▶ [EXERCISE] Scan the records for lines with the word "runtime", and copy every such line.

▶ [Collected data entries]
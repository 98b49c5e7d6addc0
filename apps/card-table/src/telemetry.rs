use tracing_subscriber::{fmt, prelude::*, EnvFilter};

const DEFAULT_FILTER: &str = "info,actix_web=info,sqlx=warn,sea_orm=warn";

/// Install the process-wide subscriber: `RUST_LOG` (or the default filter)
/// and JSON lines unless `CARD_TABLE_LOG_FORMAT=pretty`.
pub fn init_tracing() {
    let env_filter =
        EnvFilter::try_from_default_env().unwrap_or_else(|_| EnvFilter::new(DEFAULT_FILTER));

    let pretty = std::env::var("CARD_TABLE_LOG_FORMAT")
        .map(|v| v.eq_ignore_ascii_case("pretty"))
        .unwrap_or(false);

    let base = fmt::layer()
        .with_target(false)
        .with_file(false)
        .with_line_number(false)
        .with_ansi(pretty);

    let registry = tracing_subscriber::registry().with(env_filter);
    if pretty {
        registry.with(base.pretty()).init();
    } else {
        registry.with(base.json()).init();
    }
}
==
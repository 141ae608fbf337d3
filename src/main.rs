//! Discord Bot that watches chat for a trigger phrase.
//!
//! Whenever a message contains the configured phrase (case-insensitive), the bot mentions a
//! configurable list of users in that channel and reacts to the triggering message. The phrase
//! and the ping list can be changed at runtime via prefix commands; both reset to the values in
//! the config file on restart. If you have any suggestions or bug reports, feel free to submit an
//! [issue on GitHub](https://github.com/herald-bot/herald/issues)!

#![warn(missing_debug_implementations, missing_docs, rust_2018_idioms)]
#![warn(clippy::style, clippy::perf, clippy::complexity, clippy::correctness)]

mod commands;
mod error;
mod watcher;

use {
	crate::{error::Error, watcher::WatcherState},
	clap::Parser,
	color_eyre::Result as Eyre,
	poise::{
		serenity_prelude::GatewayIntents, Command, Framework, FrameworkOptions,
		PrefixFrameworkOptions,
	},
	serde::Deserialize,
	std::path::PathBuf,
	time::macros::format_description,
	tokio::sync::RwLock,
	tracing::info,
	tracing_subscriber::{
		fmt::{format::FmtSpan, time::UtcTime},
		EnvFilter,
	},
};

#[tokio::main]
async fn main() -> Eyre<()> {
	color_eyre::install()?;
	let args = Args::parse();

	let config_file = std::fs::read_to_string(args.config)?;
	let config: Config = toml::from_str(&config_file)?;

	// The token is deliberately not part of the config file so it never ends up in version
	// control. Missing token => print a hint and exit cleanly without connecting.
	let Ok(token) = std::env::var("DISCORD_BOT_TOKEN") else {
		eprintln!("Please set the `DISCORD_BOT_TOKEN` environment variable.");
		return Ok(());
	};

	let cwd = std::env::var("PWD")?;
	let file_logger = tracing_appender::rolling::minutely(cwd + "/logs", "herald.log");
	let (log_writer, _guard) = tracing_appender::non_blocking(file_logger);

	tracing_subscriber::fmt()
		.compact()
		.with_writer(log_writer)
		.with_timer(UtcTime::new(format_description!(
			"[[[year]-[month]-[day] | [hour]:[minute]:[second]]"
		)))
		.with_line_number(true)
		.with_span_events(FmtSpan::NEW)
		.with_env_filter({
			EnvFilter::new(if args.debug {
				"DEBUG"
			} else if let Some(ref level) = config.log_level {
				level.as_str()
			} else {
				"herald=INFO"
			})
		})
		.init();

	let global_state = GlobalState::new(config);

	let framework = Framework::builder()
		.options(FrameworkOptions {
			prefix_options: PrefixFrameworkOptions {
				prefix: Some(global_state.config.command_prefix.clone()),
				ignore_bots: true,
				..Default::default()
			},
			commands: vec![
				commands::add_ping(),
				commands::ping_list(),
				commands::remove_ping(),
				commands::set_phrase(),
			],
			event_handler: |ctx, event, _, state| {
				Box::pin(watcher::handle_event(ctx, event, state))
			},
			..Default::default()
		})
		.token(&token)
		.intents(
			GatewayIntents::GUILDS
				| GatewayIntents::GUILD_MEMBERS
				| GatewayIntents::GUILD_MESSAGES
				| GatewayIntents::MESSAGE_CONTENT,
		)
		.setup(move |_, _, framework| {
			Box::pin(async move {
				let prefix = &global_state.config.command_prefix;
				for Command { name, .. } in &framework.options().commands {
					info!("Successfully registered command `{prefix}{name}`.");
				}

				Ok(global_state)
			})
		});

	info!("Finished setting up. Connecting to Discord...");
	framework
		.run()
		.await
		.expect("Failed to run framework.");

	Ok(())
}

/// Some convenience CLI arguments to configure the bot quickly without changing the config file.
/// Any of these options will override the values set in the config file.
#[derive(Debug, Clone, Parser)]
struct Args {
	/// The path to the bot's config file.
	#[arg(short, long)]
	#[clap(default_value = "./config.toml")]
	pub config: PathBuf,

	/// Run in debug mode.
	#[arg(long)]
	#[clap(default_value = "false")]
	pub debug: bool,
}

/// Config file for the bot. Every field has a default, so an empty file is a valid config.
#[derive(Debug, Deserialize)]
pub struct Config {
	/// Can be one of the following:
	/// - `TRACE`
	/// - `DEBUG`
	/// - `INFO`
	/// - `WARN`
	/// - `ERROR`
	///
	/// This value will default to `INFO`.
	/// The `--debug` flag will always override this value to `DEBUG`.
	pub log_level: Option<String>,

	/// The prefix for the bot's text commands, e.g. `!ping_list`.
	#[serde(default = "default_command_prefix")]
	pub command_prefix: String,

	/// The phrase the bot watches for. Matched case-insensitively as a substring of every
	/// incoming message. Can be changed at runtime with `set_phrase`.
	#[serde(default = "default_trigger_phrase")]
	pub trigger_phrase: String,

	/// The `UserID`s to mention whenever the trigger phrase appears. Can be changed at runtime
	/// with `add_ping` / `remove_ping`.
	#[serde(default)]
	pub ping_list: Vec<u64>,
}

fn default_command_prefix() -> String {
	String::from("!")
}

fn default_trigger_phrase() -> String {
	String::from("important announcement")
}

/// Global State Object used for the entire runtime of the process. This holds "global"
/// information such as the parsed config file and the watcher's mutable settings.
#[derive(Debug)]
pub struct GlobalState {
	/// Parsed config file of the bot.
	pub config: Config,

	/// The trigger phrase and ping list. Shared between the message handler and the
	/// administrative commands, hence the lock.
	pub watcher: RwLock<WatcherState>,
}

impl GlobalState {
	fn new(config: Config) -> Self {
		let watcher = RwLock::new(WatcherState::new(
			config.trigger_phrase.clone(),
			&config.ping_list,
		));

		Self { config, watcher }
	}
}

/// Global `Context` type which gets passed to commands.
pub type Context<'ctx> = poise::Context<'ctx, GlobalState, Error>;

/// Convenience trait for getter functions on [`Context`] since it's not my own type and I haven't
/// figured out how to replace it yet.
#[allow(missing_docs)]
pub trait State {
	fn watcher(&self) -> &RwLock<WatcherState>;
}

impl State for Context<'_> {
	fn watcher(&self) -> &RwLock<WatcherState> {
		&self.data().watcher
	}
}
--
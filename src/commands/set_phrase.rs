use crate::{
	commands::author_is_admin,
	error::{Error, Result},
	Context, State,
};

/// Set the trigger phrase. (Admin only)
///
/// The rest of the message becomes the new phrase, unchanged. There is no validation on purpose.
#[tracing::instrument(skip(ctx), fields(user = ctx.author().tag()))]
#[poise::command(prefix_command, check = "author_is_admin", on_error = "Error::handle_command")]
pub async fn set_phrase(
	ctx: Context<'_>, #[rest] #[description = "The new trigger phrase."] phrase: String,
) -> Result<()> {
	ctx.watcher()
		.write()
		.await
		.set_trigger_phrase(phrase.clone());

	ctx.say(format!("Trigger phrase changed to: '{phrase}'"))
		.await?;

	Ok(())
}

▶ [RESPONSE]
//! and the ping list can be changed at runtime via prefix commands; both reset to the values in
	/// incoming message. Can be changed at runtime with `set_phrase`.
	/// The `UserID`s to mention whenever the trigger phrase appears. Can be changed at runtime
/// Global State Object used for the entire runtime of the process. This holds "global"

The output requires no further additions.